We have evaluated the performance of our method ultragsea using two available benchmark tools for enrichment algorithms: 1. GSEABenchmarkeR and 2. EAbenchmark.
GSEABenchmarkeR
The GSEABenchmarkeR package (BioC, github) implements an extendable framework for reproducible evaluation of enrichment methods of gene expression data. It includes a comprehensive real data compendia (microarray and RNA-seq) of test datasets. Methods can then be assessed with respect to runtime, statistical significance, and relevance of the results for the phenotypes investigated.
GSEABenchmarkeR measures the ‘relevance’ of an algorithm by comparing the significantly detected gene sets against a list of ‘validated genesets’ in a collection of reference datasets. Somehow this is a measure of the true positive rate (TPR). Benchmarking was conducted on 42 GEO data sets and a total of 12498 gene sets (GO and KEGG collections). We ran the following methods through the benchmark:
- UltraC: ultragsea with correlation test.
- UltraZ: ultragsea with z-test.
- fastFET: a fast implementation of Fisher Exact test (from the
corpora R package) based on the hypergeometric function
phyper. - GOAT: see corresponding R package.
- cameraPR: preranked camera from the limma R package.
- fGSEA: fast GSEA from the
fgseaR package - Plaid: a single-sample enrichment followed by a t-test.
- dual: combination of Plaid and ultraC.
From Figure 1 we see that ultragsea methods (ultraC and ultraZ) are the fastest, about 100 faster than fGSEA. Figure 2 shows that ultraC also achieves the highest relevance compared to the others.


EAbenchmark
The EAbenchmark R package, presents a generalized benchmark for evaluating enrichment analysis (EA) methods, utilizing a diverse set of 82 gene expression datasets across 26 diseases, with a balanced representation of non-cancer conditions. EAbenchmark introduces the Disease Pathway Network, which links related KEGG pathways for evaluation, enabling assessment of the TPR/FPR of EA methods.
EAbenchmark evaluates the false positive rate (FPR) performance of the EA methods on randomized data (see Figure 3). An ideal method would not report any significantly enriched gene sets.

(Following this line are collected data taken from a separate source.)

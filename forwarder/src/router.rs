use crate::api::events::{BlobEventRequest, QueueEventRequest, handle_blob_event, handle_queue_event};
use crate::api::retry::{retry_all, retry_one};
use crate::api::utils::{ResponseBody, deserialize_body, json_error};
use crate::handler::DeliveryHandler;
use crate::metrics_defs::REQUEST_DURATION;
use crate::retry::Redriver;
use hyper::{Method, Request, Response, StatusCode};
use percent_encoding::percent_decode_str;
use shared::histogram;
use shared::http::make_error_response;
use std::sync::Arc;
use std::time::Instant;

/// Endpoints served on the main listener
#[derive(Clone, Debug, PartialEq, Eq)]
pub enum Endpoint {
    /// `POST /events/blob`
    BlobEvent,
    /// `POST /events/queue`
    QueueEvent,
    /// `GET|POST /errors/{name}/retry`
    RetryOne(String),
    /// `GET /errors/retry`
    RetryAll,
}

impl Endpoint {
    fn name(&self) -> &'static str {
        match self {
            Endpoint::BlobEvent => "events_blob",
            Endpoint::QueueEvent => "events_queue",
            Endpoint::RetryOne(_) => "errors_retry_one",
            Endpoint::RetryAll => "errors_retry_all",
        }
    }

    fn allows(&self, method: &Method) -> bool {
        match self {
            Endpoint::BlobEvent | Endpoint::QueueEvent => method == Method::POST,
            Endpoint::RetryOne(_) => method == Method::GET || method == Method::POST,
            Endpoint::RetryAll => method == Method::GET,
        }
    }

    /// Matches a request path. Blob names are percent-decoded and may
    /// contain `/`.
    pub fn from_path(path: &str) -> Option<Endpoint> {
        let path = match path.trim_end_matches('/') {
            "" => "/",
            trimmed => trimmed,
        };

        match path {
            "/events/blob" => return Some(Endpoint::BlobEvent),
            "/events/queue" => return Some(Endpoint::QueueEvent),
            "/errors/retry" => return Some(Endpoint::RetryAll),
            _ => {}
        }

        let raw_name = path.strip_prefix("/errors/")?.strip_suffix("/retry")?;
        if raw_name.is_empty() {
            return None;
        }
        let name = percent_decode_str(raw_name).decode_utf8_lossy().into_owned();
        Some(Endpoint::RetryOne(name))
    }
}

/// Dispatches requests on the main listener to the trigger and retry endpoints
#[derive(Clone)]
pub struct Router {
    handler: Arc<DeliveryHandler>,
    redriver: Arc<Redriver>,
}

impl Router {
    pub fn new(handler: Arc<DeliveryHandler>, redriver: Arc<Redriver>) -> Self {
        Self { handler, redriver }
    }

    pub async fn route<B>(&self, req: Request<B>) -> Response<ResponseBody>
    where
        B: hyper::body::Body,
        B::Error: std::fmt::Display,
    {
        let start = Instant::now();

        let Some(endpoint) = Endpoint::from_path(req.uri().path()) else {
            tracing::debug!(method = %req.method(), path = %req.uri().path(), "No route matched");
            return make_error_response(StatusCode::NOT_FOUND);
        };
        if !endpoint.allows(req.method()) {
            return make_error_response(StatusCode::METHOD_NOT_ALLOWED);
        }

        let response = self.dispatch(&endpoint, req).await;

        histogram!(
            REQUEST_DURATION,
            "route" => endpoint.name(),
            "status" => response.status().as_str().to_string()
        )
        .record(start.elapsed().as_secs_f64());
        response
    }

    async fn dispatch<B>(&self, endpoint: &Endpoint, req: Request<B>) -> Response<ResponseBody>
    where
        B: hyper::body::Body,
        B::Error: std::fmt::Display,
    {
        match endpoint {
            Endpoint::BlobEvent => match deserialize_body::<BlobEventRequest, _>(req.into_body()).await {
                Ok(request) => handle_blob_event(&self.handler, request).await,
                Err(e) => json_error(StatusCode::BAD_REQUEST, &e.to_string()),
            },
            Endpoint::QueueEvent => match deserialize_body::<QueueEventRequest, _>(req.into_body()).await {
                Ok(request) => handle_queue_event(&self.handler, request).await,
                Err(e) => json_error(StatusCode::BAD_REQUEST, &e.to_string()),
            },
            Endpoint::RetryOne(name) => retry_one(&self.redriver, self.handler.policy(), name).await,
            Endpoint::RetryAll => retry_all(&self.redriver).await,
        }
    }
}
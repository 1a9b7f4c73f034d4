use crate::config::{LoggingConfig, MetricsConfig};
use metrics_exporter_statsd::StatsdBuilder;
use tracing_subscriber::EnvFilter;
use tracing_subscriber::layer::SubscriberExt;
use tracing_subscriber::util::SubscriberInitExt;

#[derive(thiserror::Error, Debug)]
pub enum TelemetryError {
    #[error("invalid sentry DSN: {0}")]
    InvalidDsn(#[from] sentry::types::ParseDsnError),
    #[error("could not install log subscriber: {0}")]
    Subscriber(#[from] tracing_subscriber::util::TryInitError),
    #[error("could not build statsd exporter: {0}")]
    Statsd(#[from] metrics_exporter_statsd::StatsdError),
    #[error("a metrics recorder is already installed")]
    RecorderInstalled,
}

/// Installs the log subscriber, plus the Sentry layer when a DSN is set.
///
/// The returned guard flushes pending Sentry events when dropped.
pub fn init_logging(
    config: &LoggingConfig,
) -> Result<Option<sentry::ClientInitGuard>, TelemetryError> {
    let guard = match &config.sentry_dsn {
        Some(dsn) => Some(sentry::init(sentry::ClientOptions {
            dsn: Some(dsn.parse()?),
            release: sentry::release_name!(),
            ..Default::default()
        })),
        None => None,
    };

    let filter = EnvFilter::try_from_default_env().unwrap_or_else(|_| EnvFilter::new(&config.level));

    tracing_subscriber::registry()
        .with(filter)
        .with(tracing_subscriber::fmt::layer())
        .with(guard.as_ref().map(|_| sentry::integrations::tracing::layer()))
        .try_init()?;

    Ok(guard)
}

/// Exports every metric to statsd and registers their descriptions.
pub fn init_metrics(config: &MetricsConfig) -> Result<(), TelemetryError> {
    let recorder =
        StatsdBuilder::from(config.statsd_host.as_str(), config.statsd_port).build(Some(&config.prefix))?;
    metrics::set_global_recorder(recorder).map_err(|_| TelemetryError::RecorderInstalled)?;

    shared::metrics_defs::describe_all(storage::metrics_defs::ALL_METRICS);
    shared::metrics_defs::describe_all(forwarder::metrics_defs::ALL_METRICS);

    tracing::info!(
        host = %config.statsd_host,
        port = config.statsd_port,
        "Exporting metrics to statsd"
    );
    Ok(())
}
pub mod alert;
pub mod api;
pub mod client;
pub mod codec;
pub mod config;
pub mod dead_letter;
pub mod decision;
pub mod errors;
pub mod event;
pub mod handler;
pub mod metrics_defs;
pub mod retry;
pub mod router;

#[cfg(test)]
mod testutils;

use crate::alert::{AlertSink, TracingAlertSink};
use crate::api::utils::ResponseBody;
use crate::client::{ConversionClient, Downstream};
use crate::config::Config;
use crate::dead_letter::DeadLetterRecorder;
use crate::decision::RetryPolicy;
use crate::errors::ForwarderError;
use crate::handler::DeliveryHandler;
use crate::retry::Redriver;
use crate::router::Router;
use hyper::body::Incoming;
use hyper::service::Service;
use hyper::{Request, Response};
use shared::admin_service::AdminService;
use shared::http::run_http_service;
use std::pin::Pin;
use std::sync::Arc;
use storage::{BlobStore, TableStore};

/// Runs the forwarder on the main listener and the probes on the admin
/// listener until either of them fails.
pub async fn run(config: Config) -> Result<(), ForwarderError> {
    let deps = Dependencies::from_config(&config).await?;
    let service = ForwarderService::new(build_router(&config, deps));

    let main_task = run_http_service(&config.listener.host, config.listener.port, service);
    let admin_task = run_http_service(
        &config.admin_listener.host,
        config.admin_listener.port,
        AdminService::<_, ForwarderError>::new(|| true),
    );

    tokio::try_join!(main_task, admin_task)?;
    Ok(())
}

/// Outbound collaborators of the forwarder.
pub struct Dependencies {
    pub downstream: Arc<dyn Downstream>,
    pub blobs: Arc<dyn BlobStore>,
    pub dead_letter: Arc<dyn TableStore>,
    pub alerts: Arc<dyn AlertSink>,
}

impl Dependencies {
    pub async fn from_config(config: &Config) -> Result<Self, ForwarderError> {
        let downstream = ConversionClient::new(&config.downstream)?;
        tracing::info!(url = %downstream.url(), "Conversion API client ready");

        let blobs = storage::get_blob_store(&config.blob_store)?;
        let dead_letter = storage::get_table_store(&config.dead_letter).await?;

        Ok(Dependencies {
            downstream: Arc::new(downstream),
            blobs,
            dead_letter,
            alerts: Arc::new(TracingAlertSink),
        })
    }
}

/// Wires the delivery handler and the redriver behind one router.
pub fn build_router(config: &Config, deps: Dependencies) -> Router {
    let handler = Arc::new(DeliveryHandler::new(
        deps.downstream,
        DeadLetterRecorder::new(deps.dead_letter.clone()),
        deps.alerts,
        RetryPolicy::new(&config.retry),
        config.downstream.api_key.clone(),
        config.downstream.payload_form,
        config.blob_store.container.clone(),
    ));
    let redriver = Arc::new(Redriver::new(
        deps.blobs,
        handler.clone(),
        DeadLetterRecorder::new(deps.dead_letter),
        config.retry.manual_retry,
    ));
    Router::new(handler, redriver)
}

struct ForwarderService {
    router: Router,
}

impl ForwarderService {
    fn new(router: Router) -> Self {
        Self { router }
    }
}

impl Service<Request<Incoming>> for ForwarderService {
    type Response = Response<ResponseBody>;
    type Error = ForwarderError;
    type Future =
        Pin<Box<dyn Future<Output = Result<Self::Response, Self::Error>> + Send + 'static>>;

    fn call(&self, req: Request<Incoming>) -> Self::Future {
        let router = self.router.clone();
        Box::pin(async move { Ok(router.route(req).await) })
    }
}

Figure 4 plots the distribution of p-values of the methods under the null hypothesis. Enrichment analysis methods should produce P-values that are uniformly distributed but in practice they are either biased toward 0 or 1 or exhibit a bimodal distribution biased toward both extremes. Such a bias can affect the significance of the analysis, hence we examined the distribution of P-values for each method to see if it was right- or left-skewed. A right-skewed distribution (P-values biased toward 0) can potentially lead to false positives by reporting pathways as impacted when they are not. Conversely, a left-skewed distribution (P-values biased toward 1) can lead to false negatives by reporting pathways as not significant when they are actually impacted.
By plotting true positive rate (TPR) against FPR we can visually determine the method with highest TPR and lowest FPR (Figure 5). We see that GOAT performs the best with similar low FPR but slightly higher TPR than fGSEA, and the ultraGSEA methods. fastFET and the single-sample enrichment methods (PLAID and replaidGSVA) had similar TPR but higher FPR (although still very small, well below 2%).
Finally, Figure 6 shows the runtimes of the methods. The ultragsea methods are almost 100x faster than fGSEA and about 10x faster than cameraPR and the naively implemented ORA Fisher’s exact test (Fisher). PLAID, our single-sample enrichment method, is still very fast. The ultragsea methods (ultraGSEA.cor and ultraGSEA.ztest) and fastFET (hypergeometric-base Fisher’s Exact test) are the fastest.